The step data obtained in the 100-step walking test were tested for a main effect and interactions with three-way ANOVA for each of the subject factors, smartphone model factors, and measurement factors. The ratio of the number of steps detected by the sensors to the actual number of steps was obtained to assess the precision of the step counting sensor. As an indicator of accuracy, R2 values of a linear regression model were obtained. Furthermore, the inter-class correlation coefficients (ICC case 3) showing the relationship between the actual number of steps and the number of steps detected by the sensor were calculated. The ICC criteria, following the Landis-Koch scale11), were applied with ≥0.8 as almost perfect. In testing the reliability between smartphones of the same model, ICC case 3 was obtained as an indicator showing the level of agreement between the models. Inter-coefficient of variations (inter-CVs) was calculated to evaluate random error. Unstandardized beta coefficients were shown as indicators of proportional bias from Bland-Altman analysis, and the mean differences with the 95% confidence interval between two models were also estimated as an indicator of fixed bias. With respect to tests of the false detection rate during sitting, sedentary behavior has been defined as "Any waking behavior characterized by an energy expenditure ≤1.5 METs while sitting or reclining" 5) in studies related to exercise epidemiology. Since the exercise intensity in walking is about 2 METs, it is theoretically possible when discriminating between physical activity and physical inactivity to differentiate at the 0/1 step level using step count. We obtained the false detection rate (steps/hour) during the sampling time under the three conditions of office work, riding the subway, and driving, respectively, and calculated the mean false detection rate from the weighted arithmetic means according to the sampling time. This was taken as an indicator of the false positive rate. All statistical analyses were performed using the statistical software package SPSS 22.0 (SPSS, Chicago, IL, USA).

Results

In the results of the three-way ANOVA of step data obtained in the 100-step walking test, a significant difference was seen in the factor of smartphone model only (F [6, 16.7] = 434.2, p<0.0001).

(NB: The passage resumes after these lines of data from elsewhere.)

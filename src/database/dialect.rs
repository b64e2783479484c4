//! Engine-specific SQL text: identifier quoting, row caps and the
//! statements behind table preview and text search.

use crate::config::DatabaseType;
use crate::database::result::TableName;
use crate::error::{DatabaseError, DbResult};
use once_cell::sync::Lazy;
use regex::Regex;

static ROW_CAP_CLAUSE: Lazy<Regex> = Lazy::new(|| Regex::new(r"(?i)\b(?:LIMIT|FETCH)\b").expect("valid regex"));

const POSTGRES_TEXT_TYPES: &[&str] = &["character varying", "text", "character", "varchar", "char"];
const MSSQL_TEXT_TYPES: &[&str] = &["VARCHAR", "NVARCHAR", "TEXT", "NTEXT", "CHAR", "NCHAR"];

impl DatabaseType {
    /// Quote one identifier for this engine.
    pub fn quote_identifier(&self, ident: &str) -> String {
        match self {
            Self::Postgres => format!("\"{}\"", ident.replace('"', "\"\"")),
            Self::Mssql => format!("[{}]", ident.replace(']', "]]")),
        }
    }

    /// Fully quoted `schema.table`.
    pub fn qualified_name(&self, table: &TableName) -> String {
        format!(
            "{}.{}",
            self.quote_identifier(&table.schema),
            self.quote_identifier(&table.name)
        )
    }

    /// Parse `table`, `schema.table` or a quoted form such as `[dbo].[Orders]`.
    ///
    /// Dots inside quoted parts belong to the name. With more than two parts
    /// the last two are used.
    pub fn parse_table_ref(&self, input: &str) -> DbResult<TableName> {
        let parts = split_reference(input);
        let (schema, name) = match parts.as_slice() {
            [name] => (self.default_schema(), name.as_str()),
            [.., schema, name] => (schema.as_str(), name.as_str()),
            [] => ("", ""),
        };

        if schema.is_empty() || name.is_empty() {
            return Err(DatabaseError::InvalidIdentifier(format!(
                "'{}' is not a valid table reference",
                input
            )));
        }
        Ok(TableName::new(schema, name))
    }

    /// Whether a declared column type belongs to this engine's text types.
    pub fn is_text_type(&self, declared: &str) -> bool {
        let declared = declared.trim();
        match self {
            Self::Postgres => POSTGRES_TEXT_TYPES.iter().any(|t| t.eq_ignore_ascii_case(declared)),
            Self::Mssql => MSSQL_TEXT_TYPES.iter().any(|t| t.eq_ignore_ascii_case(declared)),
        }
    }

    /// Add a native row cap when the statement text has none.
    ///
    /// A statement with its own `LIMIT` or `FETCH` clause is left alone, as
    /// are SQL Server statements; the fetch layer caps those while reading rows.
    pub fn with_row_cap(&self, sql: &str, limit: usize) -> String {
        match self {
            Self::Postgres if !ROW_CAP_CLAUSE.is_match(sql) => {
                let body = sql.trim_end().trim_end_matches(';').trim_end();
                format!("{}\nLIMIT {}", body, limit)
            }
            _ => sql.to_string(),
        }
    }

    /// `SELECT` of the first `limit` rows of a table.
    pub fn preview_sql(&self, table: &TableName, limit: usize) -> String {
        match self {
            Self::Postgres => format!("SELECT * FROM {} LIMIT {}", self.qualified_name(table), limit),
            Self::Mssql => format!("SELECT TOP {} * FROM {}", limit, self.qualified_name(table)),
        }
    }

    /// `SELECT` of rows where any of `columns` contains `term`, case-insensitively.
    pub fn search_sql(&self, table: &TableName, columns: &[String], term: &str, limit: usize) -> String {
        let pattern = self.string_literal(&format!("%{}%", self.escape_like(term)));
        let predicate = columns
            .iter()
            .map(|column| {
                let column = self.quote_identifier(column);
                match self {
                    Self::Postgres => format!("CAST({} AS TEXT) ILIKE {}", column, pattern),
                    Self::Mssql => format!(
                        "LOWER(CAST({} AS NVARCHAR(MAX))) LIKE LOWER({})",
                        column, pattern
                    ),
                }
            })
            .collect::<Vec<_>>()
            .join(" OR ");

        match self {
            Self::Postgres => format!(
                "SELECT * FROM {} WHERE {} LIMIT {}",
                self.qualified_name(table),
                predicate,
                limit
            ),
            Self::Mssql => format!(
                "SELECT TOP {} * FROM {} WHERE {}",
                limit,
                self.qualified_name(table),
                predicate
            ),
        }
    }

    /// Make LIKE wildcards in `term` match literally.
    fn escape_like(&self, term: &str) -> String {
        let mut out = String::with_capacity(term.len());
        for c in term.chars() {
            match (self, c) {
                (Self::Postgres, '\\' | '%' | '_') => {
                    out.push('\\');
                    out.push(c);
                }
                (Self::Mssql, '[' | '%' | '_') => {
                    out.push('[');
                    out.push(c);
                    out.push(']');
                }
                _ => out.push(c),
            }
        }
        out
    }

    fn string_literal(&self, value: &str) -> String {
        let escaped = value.replace('\'', "''");
        match self {
            Self::Postgres => format!("'{}'", escaped),
            Self::Mssql => format!("N'{}'", escaped),
        }
    }
}

/// Split a dotted reference into unquoted parts.
///
/// `"..."`, `[...]` and `` `...` `` parts keep their dots and inner spaces,
/// and a doubled closing delimiter stands for itself.
fn split_reference(input: &str) -> Vec<String> {
    let mut parts = Vec::new();
    let mut current = String::new();
    let mut quoted = false;
    let mut closing: Option<char> = None;
    let mut chars = input.trim().chars().peekable();

    while let Some(c) = chars.next() {
        match closing {
            Some(end) if c == end => {
                if chars.peek() == Some(&end) {
                    chars.next();
                    current.push(end);
                } else {
                    closing = None;
                }
            }
            Some(_) => current.push(c),
            None => match c {
                '"' | '[' | '`' => {
                    if current.trim().is_empty() {
                        current.clear();
                    }
                    closing = Some(if c == '[' { ']' } else { c });
                    quoted = true;
                }
                '.' => {
                    parts.push(finish_part(std::mem::take(&mut current), quoted));
                    quoted = false;
                }
                c if quoted && c.is_whitespace() => {}
                _ => current.push(c),
            },
        }
    }
    parts.push(finish_part(current, quoted));
    parts
}

fn finish_part(part: String, quoted: bool) -> String {
    if quoted { part } else { part.trim().to_string() }
}

#[cfg(test)]
mod tests {
    use super::*;

    const PG: DatabaseType = DatabaseType::Postgres;
    const MS: DatabaseType = DatabaseType::Mssql;

    #[test]
    fn test_parse_table_ref_defaults_schema() {
        assert_eq!(PG.parse_table_ref("orders").unwrap(), TableName::new("public", "orders"));
        assert_eq!(MS.parse_table_ref("Properties").unwrap(), TableName::new("dbo", "Properties"));
    }

    #[test]
    fn test_parse_table_ref_quoted_and_qualified() {
        assert_eq!(
            MS.parse_table_ref("[sales].[Orders]").unwrap(),
            TableName::new("sales", "Orders")
        );
        assert_eq!(
            PG.parse_table_ref("\"Sales\".\"Line Items\"").unwrap(),
            TableName::new("Sales", "Line Items")
        );
        assert_eq!(
            MS.parse_table_ref("RealEstate.dbo.Properties").unwrap(),
            TableName::new("dbo", "Properties")
        );
        assert!(PG.parse_table_ref("sales.").is_err());
        assert!(PG.parse_table_ref("\"\"").is_err());
        assert!(PG.parse_table_ref("  ").is_err());
    }

    #[test]
    fn test_parse_table_ref_dots_inside_quotes() {
        assert_eq!(
            PG.parse_table_ref("\"my.schema\".\"t\"").unwrap(),
            TableName::new("my.schema", "t")
        );
        assert_eq!(MS.parse_table_ref("[dbo].[a.b]").unwrap(), TableName::new("dbo", "a.b"));
        assert_eq!(MS.parse_table_ref("[dbo] . [a b]").unwrap(), TableName::new("dbo", "a b"));
        assert_eq!(MS.parse_table_ref("dbo.[odd]]name]").unwrap(), TableName::new("dbo", "odd]name"));
        assert_eq!(
            PG.parse_table_ref("\"we\"\"ird.t\"").unwrap(),
            TableName::new("public", "we\"ird.t")
        );
    }

    #[test]
    fn test_quote_identifier_escapes() {
        assert_eq!(PG.quote_identifier("we\"ird"), "\"we\"\"ird\"");
        assert_eq!(MS.quote_identifier("we]ird"), "[we]]ird]");
    }

    #[test]
    fn test_text_types() {
        assert!(PG.is_text_type("character varying"));
        assert!(PG.is_text_type("TEXT"));
        assert!(!PG.is_text_type("integer"));
        assert!(MS.is_text_type("nvarchar"));
        assert!(MS.is_text_type("NTEXT"));
        assert!(!MS.is_text_type("decimal"));
    }

    #[test]
    fn test_row_cap_postgres() {
        assert_eq!(PG.with_row_cap("SELECT * FROM t;  ", 5), "SELECT * FROM t\nLIMIT 5");
        assert_eq!(PG.with_row_cap("select 1 limit 3", 5), "select 1 limit 3");
        assert_eq!(
            PG.with_row_cap("SELECT * FROM t ORDER BY id FETCH FIRST 3 ROWS ONLY", 5),
            "SELECT * FROM t ORDER BY id FETCH FIRST 3 ROWS ONLY"
        );
        assert_eq!(MS.with_row_cap("SELECT * FROM t", 5), "SELECT * FROM t");
    }

    #[test]
    fn test_preview_sql() {
        let table = TableName::new("dbo", "Properties");
        assert_eq!(MS.preview_sql(&table, 2), "SELECT TOP 2 * FROM [dbo].[Properties]");
        let table = TableName::new("public", "orders");
        assert_eq!(PG.preview_sql(&table, 10), "SELECT * FROM \"public\".\"orders\" LIMIT 10");
    }

    #[test]
    fn test_search_sql_postgres() {
        let sql = PG.search_sql(
            &TableName::new("public", "listings"),
            &["city".into(), "title".into()],
            "o'neil 50%",
            50,
        );
        assert_eq!(
            sql,
            "SELECT * FROM \"public\".\"listings\" WHERE CAST(\"city\" AS TEXT) ILIKE '%o''neil 50\\%%' \
             OR CAST(\"title\" AS TEXT) ILIKE '%o''neil 50\\%%' LIMIT 50"
        );
    }

    #[test]
    fn test_search_sql_mssql() {
        let sql = MS.search_sql(&TableName::new("dbo", "Properties"), &["city".into()], "a_b", 50);
        assert_eq!(
            sql,
            "SELECT TOP 50 * FROM [dbo].[Properties] WHERE LOWER(CAST([city] AS NVARCHAR(MAX))) LIKE LOWER(N'%a[_]b%')"
        );
    }
}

No main effect was seen for subject or number of measurement factors. An interaction was seen for model × subject only (F [24, 96] = 1.86, p = 0.02); no significant differences were seen for other combinations.

Fig. 1 shows the relationship between the actual number of steps and the number of steps detected by the sensors. R2 values were obtained from linear regression models for each smartphone model. For five smartphone models, AQUOS ZETA, Galaxy S7 edge, Xperia Z3, Xperia X Performance, and Xperia X Compact, the range of ICC (3,1) was 0.956-0.993, all meeting the criteria for almost perfect of ≥0.8. The relative error ratios of the sensor-detected step number to the actual step number were ±0.1%-0.7%, and the R2 value was also ≥0.91. Thus, the model goodness of fit was also high. With two smartphone models, however, the Xperia Z4 and Z5, the reliability between the actual number of steps and sensor-detected number of steps was low, with an ICC (3,1) of 0.504 for Xperia Z4 and 0.443 for Xperia Z5. The relative error ratios of the sensor-detected number of steps to the actual number of steps were ±48.7%-49.4%, showing a tendency for the step number to be approximately double-counted. The R2 values for these two models were 0.827 to 0.844, and the model goodness of fit to the regression line was high.

Fig. 1.

Relationship between actual step count and sensor step count.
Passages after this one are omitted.